In the field of cardiology, ECGs are commonly utilized for diagnostic purposes, therefore making them perfectly placed to leverage DL algorithms’ capabilities for the analysis of continuous signals. Applications of ECG analysis include screening and detection of cardiac arrhythmias, which are abnormal heart rates or rhythms. These are high-impact and well-studied applications due to the major global health burden, increased mortality risk, and health costs (25–28) created by cardiac arrhythmias.

We selected two highly clinically relevant (29–31) ECG analysis tasks and systematically addressed the unmet needs with multiple DL-based solutions in order to develop an ECG-analysis system that is clinically useful while delivering results competitive with the current state-of-the-art methods. Specifically, we 1) formulated the issues of clinical relevance in terms of actionable problems to be solved using modern learning techniques; 2) provided explainability of the AI system’s decision in terms of the arrythmia-related ECG morphology via a customly-designed input importance weighting mechanism, Spectro-Temporal Attention (STA); 3) showed that our system can uphold statistical-significance requirements and convey confidence levels by incorporating an uncertainty-estimation mechanism directly into it; 4) provided the system with a natural way of outputting any number of known class labels including zero, thus handling inputs coming from unknown classes or even a heterogeneous mix of classes; and 5) supplied an indicator for irrelevance of the system’s output in cases of distribution shift induced by utilizing cross-datasets generalization as an intrinsic training objective. We validate our system in a retrospective clinical-screening setting, enforcing an evaluation regime that closely mimics the challenges associated with medical data, such as low train-test samples ratios, data from various populations or recorded with different equipment, data containing more than one medical condition, and other challenges.

Results

Clinical Applications and Approach Overview.

In order to assess the benefit of addressing each unmet need and demonstrate its importance for integrating AI into the practice of cardiology, we focus on two ECG-analysis tasks. Firstly, classification of cardiac arrhythmias in heterogeneous-rhythm segments. We trained our model to detect any combination of 10 different prevalent rhythm types from either one- or two-lead ECG segments containing multiple heart beats, which may include a heterogeneous mix of any known or unknown rhythm types and noise. Specifically, the model is tasked with providing binary classification for each rhythm type in each input ECG segment. The second task is detection of whether an underlying pathology is present in a patient, from ECG segments containing regular morphology (i.e., segments in which it is not visible due to the intermittent nature of arrhythmias), thus detecting patients suffering from some known pathologies, which were classified as normal sinus rhythm (NSR) segments by a human cardiologist. To this end, when creating our training data, we make a class distinction between NSR segments from healthy subjects, which we denote simply as NSR, and segments labeled as NSR by a cardiologist but coming from patients with some underlying cardiopathology, which we denote as latent-pathology NSR (LP-NSR). The purpose of this distinction is to train the model to discriminate between these cases, which were indistinguishable to the human cardiologist annotator. The choice of analyzing one or two leads was based on our insistence to work with publicly available data only. Technically, the model can analyze any number of leads, including, but not limited to, the usual 12.

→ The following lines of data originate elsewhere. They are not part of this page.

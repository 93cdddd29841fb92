//! Charm configuration
//!
//! [`ConfigSchema`] is the charm's own `config.yaml`, which declares every option along with its
//! default. [`CharmConfig`] is the typed view of the values `config-get` returns at runtime.

use std::collections::HashMap;
use std::path::Path;

use ex::fs::read;
use serde_derive::{Deserialize, Serialize};
use serde_json::{from_value, Map, Value};
use serde_yaml::from_slice;

use crate::error::CharmError;
use crate::model::Backend;

/// Config option as defined in config.yaml
#[derive(Debug, Clone, Serialize, Deserialize, PartialEq)]
#[serde(deny_unknown_fields, tag = "type", rename_all = "kebab-case")]
pub enum ConfigOption {
    /// String config option
    #[serde(rename_all = "kebab-case")]
    String {
        default: Option<String>,
        description: String,
    },

    /// Integer config option
    #[serde(rename = "int", rename_all = "kebab-case")]
    Integer { default: i64, description: String },

    /// Boolean config option
    #[serde(rename_all = "kebab-case")]
    Boolean { default: bool, description: String },
}

impl ConfigOption {
    fn default_value(&self) -> Value {
        match self {
            ConfigOption::String { default, .. } => default
                .as_ref()
                .map(|d| Value::String(d.clone()))
                .unwrap_or(Value::Null),
            ConfigOption::Integer { default, .. } => Value::from(*default),
            ConfigOption::Boolean { default, .. } => Value::Bool(*default),
        }
    }
}

/// A charm's config.yaml file
#[derive(Debug, Clone, Serialize, Deserialize, PartialEq)]
#[serde(deny_unknown_fields, rename_all = "kebab-case")]
pub struct ConfigSchema {
    pub options: HashMap<String, ConfigOption>,
}

impl ConfigSchema {
    pub fn load<P: AsRef<Path>>(charm_dir: P) -> Result<Self, CharmError> {
        Ok(from_slice(&read(charm_dir.as_ref().join("config.yaml"))?)?)
    }

    /// Fill in every option missing from `values` with its declared default
    pub fn with_defaults(&self, values: Value) -> Value {
        let mut merged = match values {
            Value::Object(map) => map,
            _ => Map::new(),
        };

        for (name, option) in &self.options {
            let missing = merged.get(name).map(Value::is_null).unwrap_or(true);
            if missing {
                merged.insert(name.clone(), option.default_value());
            }
        }

        Value::Object(merged)
    }
}

fn default_base_dn() -> String {
    "dc=glauth,dc=com".into()
}

fn default_true() -> bool {
    true
}

fn default_log_level() -> String {
    "info".into()
}

/// Runtime values of the charm's options
#[derive(Debug, Clone, Serialize, Deserialize, PartialEq)]
#[serde(rename_all = "snake_case")]
pub struct CharmConfig {
    /// Hostname clients use to reach the server, also the TLS certificate subject
    #[serde(default)]
    pub hostname: String,

    #[serde(default = "default_base_dn")]
    pub base_dn: String,

    #[serde(default = "default_true")]
    pub starttls_enabled: bool,

    /// Filter directive for the charm's own logs
    #[serde(default = "default_log_level")]
    pub log_level: String,
}

impl Default for CharmConfig {
    fn default() -> Self {
        Self {
            hostname: String::new(),
            base_dn: default_base_dn(),
            starttls_enabled: true,
            log_level: default_log_level(),
        }
    }
}

impl CharmConfig {
    pub fn from_value(values: Value) -> Result<Self, CharmError> {
        let values = match values {
            Value::Object(map) => Value::Object(
                map.into_iter()
                    .filter(|(_, v)| !v.is_null())
                    .collect(),
            ),
            Value::Null => Value::Object(Map::new()),
            other => other,
        };

        let config: Self =
            from_value(values).map_err(|err| CharmError::ConfigError(err.to_string()))?;

        if config.base_dn.trim().is_empty() {
            return Err(CharmError::ConfigError("base_dn must not be empty".into()));
        }

        Ok(config)
    }

    /// Read the current configuration, filling gaps from `schema` when it's available
    pub fn load<B: Backend + ?Sized>(
        backend: &B,
        schema: Option<&ConfigSchema>,
    ) -> Result<Self, CharmError> {
        let values = backend.config()?;

        Self::from_value(match schema {
            Some(schema) => schema.with_defaults(values),
            None => values,
        })
    }
}

#[cfg(test)]
mod tests {
    use serde_json::json;

    use super::*;

    #[test]
    fn test_defaults() {
        assert_eq!(
            CharmConfig::from_value(json!({})).unwrap(),
            CharmConfig::default()
        );
    }

    #[test]
    fn test_null_values_use_defaults() {
        let config = CharmConfig::from_value(json!({
            "hostname": "ldap.example.com",
            "base_dn": null,
            "starttls_enabled": false,
        }))
        .unwrap();

        assert_eq!(config.hostname, "ldap.example.com");
        assert_eq!(config.base_dn, "dc=glauth,dc=com");
        assert!(!config.starttls_enabled);
    }

    #[test]
    fn test_empty_base_dn_is_rejected() {
        let result = CharmConfig::from_value(json!({"base_dn": "  "}));
        assert!(matches!(result, Err(CharmError::ConfigError(_))));
    }

    #[test]
    fn test_wrong_type_is_rejected() {
        let result = CharmConfig::from_value(json!({"starttls_enabled": "yes"}));
        assert!(matches!(result, Err(CharmError::ConfigError(_))));
    }

    #[test]
    fn test_schema_defaults() {
        let schema: ConfigSchema = serde_yaml::from_str(
            r#"
options:
  hostname:
    type: string
    default: ldap.glauth.com
    description: The hostname of the LDAP server
  starttls_enabled:
    type: boolean
    default: true
    description: Enable StartTLS
"#,
        )
        .unwrap();

        let merged = schema.with_defaults(json!({"starttls_enabled": false}));

        assert_eq!(
            merged,
            json!({"hostname": "ldap.glauth.com", "starttls_enabled": false})
        );
    }
}
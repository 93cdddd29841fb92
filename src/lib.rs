//! Charm for the GLAuth LDAP server, and the `ldap` relation interface it provides
//!
//! The [`ldap`] module is usable on its own by charms on either side of the interface. The rest
//! of the crate is the GLAuth charm, driven hook by hook through [`charm::GlauthCharm`].

pub mod auxiliary;
pub mod certificates;
pub mod charm;
pub mod cmd;
pub mod conditions;
pub mod config;
pub mod constants;
pub mod databag;
pub mod database;
pub mod directory;
pub mod error;
pub mod glauth_config;
pub mod hook_tools;
pub mod ldap;
pub mod leadership;
pub mod model;
pub mod paths;
#[cfg(any(test, feature = "testing"))]
pub mod testing;
pub mod users;
pub mod workload;
//! Provider side of the `ldap` interface

use tracing::{debug, info};

use super::events::LdapEvent;
use super::records::{ProviderBaseRecord, ProviderRecord, RequirerRecord};
use super::{update_app_databag, DEFAULT_ENDPOINT};
use crate::databag::decode;
use crate::error::CharmError;
use crate::leadership::leader_only;
use crate::model::{Backend, RelationEvent, Scope};

/// Serves bind accounts to charms that require the `ldap` interface
pub struct LdapProvider<'a, B: Backend + ?Sized> {
    backend: &'a B,
    endpoint: String,
}

impl<'a, B: Backend + ?Sized> LdapProvider<'a, B> {
    pub fn new(backend: &'a B) -> Self {
        Self::with_endpoint(backend, DEFAULT_ENDPOINT)
    }

    pub fn with_endpoint(backend: &'a B, endpoint: &str) -> Self {
        Self {
            backend,
            endpoint: endpoint.to_string(),
        }
    }

    /// Translate a relation lifecycle notification into a domain event
    pub fn handle(&self, event: &RelationEvent) -> Result<Option<LdapEvent>, CharmError> {
        match event {
            RelationEvent::Changed(id) => self.on_relation_changed(*id),
            _ => Ok(None),
        }
    }

    /// The requirer's databag changed
    ///
    /// Raises `Requested` on the leader. A databag that doesn't hold a usable identity yet is
    /// reported as `data: None` rather than as an error.
    pub fn on_relation_changed(&self, relation_id: u32) -> Result<Option<LdapEvent>, CharmError> {
        leader_only(self.backend, || {
            let app = self.backend.remote_app(relation_id)?;
            let databag = self.backend.relation_get(relation_id, Scope::RemoteApp)?;

            let data = decode::<RequirerRecord>(&databag).unwrap_or_else(|err| {
                debug!("Requirer data on relation {} is not usable yet: {}", relation_id, err);
                None
            });

            info!("LDAP bind account requested on relation {}", relation_id);
            Ok(LdapEvent::Requested {
                relation_id,
                app,
                data,
            })
        })
    }

    /// Publish connection details for one requirer
    pub fn publish(&self, relation_id: u32, record: &ProviderRecord) -> Result<(), CharmError> {
        update_app_databag(self.backend, &self.endpoint, relation_id, record)
    }

    /// Publish the account-independent connection details to every requirer
    pub fn publish_all(&self, base: &ProviderBaseRecord) -> Result<(), CharmError> {
        for relation_id in self.backend.relation_ids(&self.endpoint)? {
            update_app_databag(self.backend, &self.endpoint, relation_id, base)?;
        }

        Ok(())
    }
}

Note that, with the aim of large-scale ECG-based screening in mind, we do not attempt to classify which underlying arrhythmia is present in LP-NSR segments, but to indicate whether such a segment originated in a patient suffering from any arrhythmia. These tasks were chosen because they model what might take place in a clinical environment while a subject is connected to ECG recording equipment for a short duration (minutes). Since cardiac arrhythmias can be highly intermittent, during this time, the ECG may or may not show any known arrhythmias, show any combination of known ones, or show a completely normal rhythm (NSR). Additionally, any number of noise artifacts may be present due to movement or other factors. Thus, the ability of the model to handle heterogeneous and noisy segments is imperative, and the ability to classify a seemingly normal NSR segment as belonging to a subject with an underlying arrhythmia could significantly improve early screening applications (32).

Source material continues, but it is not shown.